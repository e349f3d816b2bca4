//! Breakout calculator.
//!
//! Evaluates the latest bar of a series against every configured lookback
//! window. The comparison set for a window is the `N` bars strictly before
//! the latest one (the current bar never takes part in its own window);
//! the `ALL` window uses every earlier bar but caps its volume baseline.
//!
//! Short history is not an error here: it simply produces no signals.
//! [`check_series`] tells callers which case they hit. Bar values are not
//! screened; an odd bar only moves the levels of windows that contain it.

use rust_decimal::prelude::*;
use std::borrow::Cow;
use std::sync::Arc;
use tracing::trace;

use crate::config::{BreakoutConfig, LookbackSpec, Window};
use crate::types::{BreakoutSignal, Direction, PriceBar, PriceSeries};

/// Fewest bars that can produce any signal: one to compare, one to judge.
pub const MIN_BARS: usize = 2;

/// Whether a series can be evaluated at all.
#[derive(Debug, Clone, Copy, PartialEq, Eq)]
pub enum SeriesCheck {
    Ready,
    TooShort(usize),
}

pub fn check_series(series: &PriceSeries) -> SeriesCheck {
    if series.len() < MIN_BARS {
        return SeriesCheck::TooShort(series.len());
    }
    SeriesCheck::Ready
}

/// Aggregates over one comparison set.
#[derive(Debug, Clone, Copy, PartialEq)]
struct WindowStats {
    high: f64,
    low: f64,
    avg_volume: f64,
}

impl WindowStats {
    /// `bars` and `volume_bars` must be non-empty.
    fn compute(bars: &[PriceBar], volume_bars: &[PriceBar]) -> Self {
        let high = bars.iter().map(|b| b.high).fold(f64::NEG_INFINITY, f64::max);
        let low = bars.iter().map(|b| b.low).fold(f64::INFINITY, f64::min);
        let total: f64 = volume_bars.iter().map(|b| b.volume as f64).sum();
        Self {
            high,
            low,
            avg_volume: total / volume_bars.len() as f64,
        }
    }
}

pub struct BreakoutCalculator {
    config: Arc<BreakoutConfig>,
}

impl BreakoutCalculator {
    pub fn new(config: Arc<BreakoutConfig>) -> Self {
        Self { config }
    }

    pub fn config(&self) -> &BreakoutConfig {
        &self.config
    }

    /// Signals for the latest bar, one per triggered window, in the order
    /// the windows are configured.
    pub fn compute(&self, series: &PriceSeries) -> Vec<BreakoutSignal> {
        if check_series(series) != SeriesCheck::Ready {
            return Vec::new();
        }

        let series = if series.is_sorted() {
            Cow::Borrowed(series)
        } else {
            let mut sorted = series.clone();
            sorted.sort_by_date();
            Cow::Owned(sorted)
        };

        let bars = series.bars();
        let (history, current) = bars.split_at(bars.len() - 1);
        let current = &current[0];

        self.config
            .lookbacks
            .iter()
            .filter_map(|lookback| self.evaluate(lookback, history, current))
            .collect()
    }

    fn evaluate(
        &self,
        lookback: &LookbackSpec,
        history: &[PriceBar],
        current: &PriceBar,
    ) -> Option<BreakoutSignal> {
        let (window, volume_window) = match lookback.window {
            Window::Days(n) => {
                if history.len() < n {
                    return None;
                }
                let w = &history[history.len() - n..];
                (w, w)
            }
            Window::All => {
                if history.len() < self.config.min_history.max(1) {
                    return None;
                }
                let cap = history.len().min(self.config.all_window_volume_cap);
                (history, &history[history.len() - cap..])
            }
        };

        let stats = WindowStats::compute(window, volume_window);
        let close = current.close;

        let (direction, level) = if close > stats.high {
            (Direction::Bullish, stats.high)
        } else if close < stats.low {
            (Direction::Bearish, stats.low)
        } else {
            return None;
        };

        if level <= 0.0 {
            trace!(symbol = %current.symbol, window = %lookback.name, "Non-positive level, skipping");
            return None;
        }

        let pct = (close - level) / level * 100.0;
        let volume_confirmation = stats.avg_volume > 0.0
            && current.volume as f64 > stats.avg_volume * self.config.volume_multiplier;

        Some(BreakoutSignal {
            exchange: current.exchange.clone(),
            symbol: current.symbol.clone(),
            trade_date: current.trade_date,
            breakout_type: lookback.name.clone(),
            direction,
            breakout_level: round2(level)?,
            close_price: round2(close)?,
            breakout_pct: round2(pct)?,
            volume: current.volume,
            avg_volume_n: stats.avg_volume.trunc() as u64,
            volume_confirmation,
            data_source_date: current.data_source_date,
            detected_at: None,
            market_state: None,
            run_timestamp: None,
            effective_trade_date: None,
            is_date_consistent: None,
        })
    }
}

/// Round half-to-even at two decimal places.
fn round2(x: f64) -> Option<Decimal> {
    Decimal::from_f64(x).map(|d| d.round_dp(2))
}

// ---------------------------------------------------------------------------
// Tests
// ---------------------------------------------------------------------------
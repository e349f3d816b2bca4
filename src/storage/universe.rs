//! Universe roster file (written by the roster builder).

use anyhow::{Context, Result};
use std::path::Path;
use tracing::info;

use super::write_json_atomic;
use crate::types::RosterEntry;

/// Load the roster. Unlike series, a missing roster is an error: a scan
/// without a universe has nothing to say.
pub fn load_roster(path: &Path) -> Result<Vec<RosterEntry>> {
    let json = std::fs::read_to_string(path)
        .with_context(|| format!("Failed to read universe from {}", path.display()))?;
    let roster: Vec<RosterEntry> = serde_json::from_str(&json)
        .with_context(|| format!("Failed to parse universe from {}", path.display()))?;
    info!(path = %path.display(), instruments = roster.len(), "Universe loaded");
    Ok(roster)
}

pub fn save_roster(path: &Path, roster: &[RosterEntry]) -> Result<()> {
    write_json_atomic(path, roster)
}
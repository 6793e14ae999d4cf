//! Issue-gated tests
//!
//! A test may be marked as disabled by a tracker issue. Before the run, the
//! state of every referenced issue is fetched once into an [`IssueStateStore`];
//! when a marked test starts, [`DisabledByIssue::decide`] skips it while the
//! issue is open and fails it when the state could not be determined.

use crate::result::{ScopeError, ScopeResult};
use serde::{Deserialize, Serialize};
use std::collections::{BTreeSet, HashMap};
use std::fmt;
use std::str::FromStr;
use std::sync::{Mutex, PoisonError};

/// State of a tracker issue
#[derive(Debug, Clone, Copy, PartialEq, Eq, Hash, Serialize, Deserialize)]
#[serde(rename_all = "lowercase")]
pub enum IssueState {
    /// Still open; gated tests are skipped
    Open,
    /// Closed; gated tests run
    Closed,
}

impl fmt::Display for IssueState {
    fn fmt(&self, f: &mut fmt::Formatter<'_>) -> fmt::Result {
        match self {
            Self::Open => write!(f, "open"),
            Self::Closed => write!(f, "closed"),
        }
    }
}

impl FromStr for IssueState {
    type Err = ScopeError;

    fn from_str(s: &str) -> Result<Self, Self::Err> {
        match s {
            "open" => Ok(Self::Open),
            "closed" => Ok(Self::Closed),
            other => Err(ScopeError::config(format!("unknown issue state: {other}"))),
        }
    }
}

/// Issue states collected for the run, shared by all workers
#[derive(Debug, Default)]
pub struct IssueStateStore {
    states: Mutex<HashMap<u64, Option<IssueState>>>,
}

impl IssueStateStore {
    /// Create an empty store
    #[must_use]
    pub fn new() -> Self {
        Self::default()
    }

    /// Record the state of an issue; `None` marks it as looked up but unknown
    pub fn set_issue_state(&self, issue_id: u64, state: Option<IssueState>) {
        let _ = self
            .states
            .lock()
            .unwrap_or_else(PoisonError::into_inner)
            .insert(issue_id, state);
    }

    /// State of an issue, if known
    #[must_use]
    pub fn issue_state(&self, issue_id: u64) -> Option<IssueState> {
        self.states
            .lock()
            .unwrap_or_else(PoisonError::into_inner)
            .get(&issue_id)
            .copied()
            .flatten()
    }

    /// Every issue id recorded so far, ascending
    #[must_use]
    pub fn issue_ids(&self) -> Vec<u64> {
        let mut ids: Vec<u64> = self
            .states
            .lock()
            .unwrap_or_else(PoisonError::into_inner)
            .keys()
            .copied()
            .collect();
        ids.sort_unstable();
        ids
    }
}

/// Source of issue states
pub trait IssueTracker {
    /// Look up the current state of an issue.
    ///
    /// # Errors
    ///
    /// Returns [`ScopeError::IssueLookup`] when the tracker cannot answer.
    fn issue_state(&self, issue_id: u64) -> ScopeResult<IssueState>;
}

/// Query `tracker` once per distinct issue id and record the answers.
///
/// Lookup failures are logged and skipped, leaving the issue unknown so
/// that the gated test fails at setup. Returns how many states were stored.
pub fn collect_issue_states<I>(
    tracker: &dyn IssueTracker,
    store: &IssueStateStore,
    issue_ids: I,
) -> usize
where
    I: IntoIterator<Item = u64>,
{
    let distinct: BTreeSet<u64> = issue_ids.into_iter().collect();
    let mut stored = 0;
    for issue_id in distinct {
        match tracker.issue_state(issue_id) {
            Ok(state) => {
                store.set_issue_state(issue_id, Some(state));
                stored += 1;
            }
            Err(err) => tracing::warn!(issue_id, error = %err, "issue state lookup failed"),
        }
    }
    tracing::debug!(stored, "issue states collected");
    stored
}

/// Outcome of the setup check for a gated test
#[derive(Debug, Clone, PartialEq, Eq)]
pub enum SkipDecision {
    /// Run the test
    Run,
    /// Skip the test with this reason
    Skip(String),
    /// Fail the test with this message
    Fail(String),
}

/// Marks a test as disabled while a tracker issue stays open
#[derive(Debug, Clone, PartialEq, Eq, Serialize, Deserialize)]
pub struct DisabledByIssue {
    /// Issue number
    pub issue_id: u64,
    /// Skip reason
    pub reason: String,
}

impl DisabledByIssue {
    /// Gate on `issue_id` with the default reason
    #[must_use]
    pub fn new(issue_id: u64) -> Self {
        Self {
            issue_id,
            reason: format!("Disabled by issue: {issue_id}"),
        }
    }

    /// Override the skip reason
    #[must_use]
    pub fn with_reason(mut self, reason: &str) -> Self {
        self.reason = reason.to_string();
        self
    }

    /// Decide whether the gated test runs
    #[must_use]
    pub fn decide(&self, store: &IssueStateStore) -> SkipDecision {
        match store.issue_state(self.issue_id) {
            None => SkipDecision::Fail(format!("Not found issue by id: {}", self.issue_id)),
            Some(IssueState::Open) => SkipDecision::Skip(self.reason.clone()),
            Some(IssueState::Closed) => SkipDecision::Run,
        }
    }
}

» **What you have to do**
What is needed is every line of the records that contains the word "FromStr".

» **Response**
use std::str::FromStr;
impl FromStr for IssueState {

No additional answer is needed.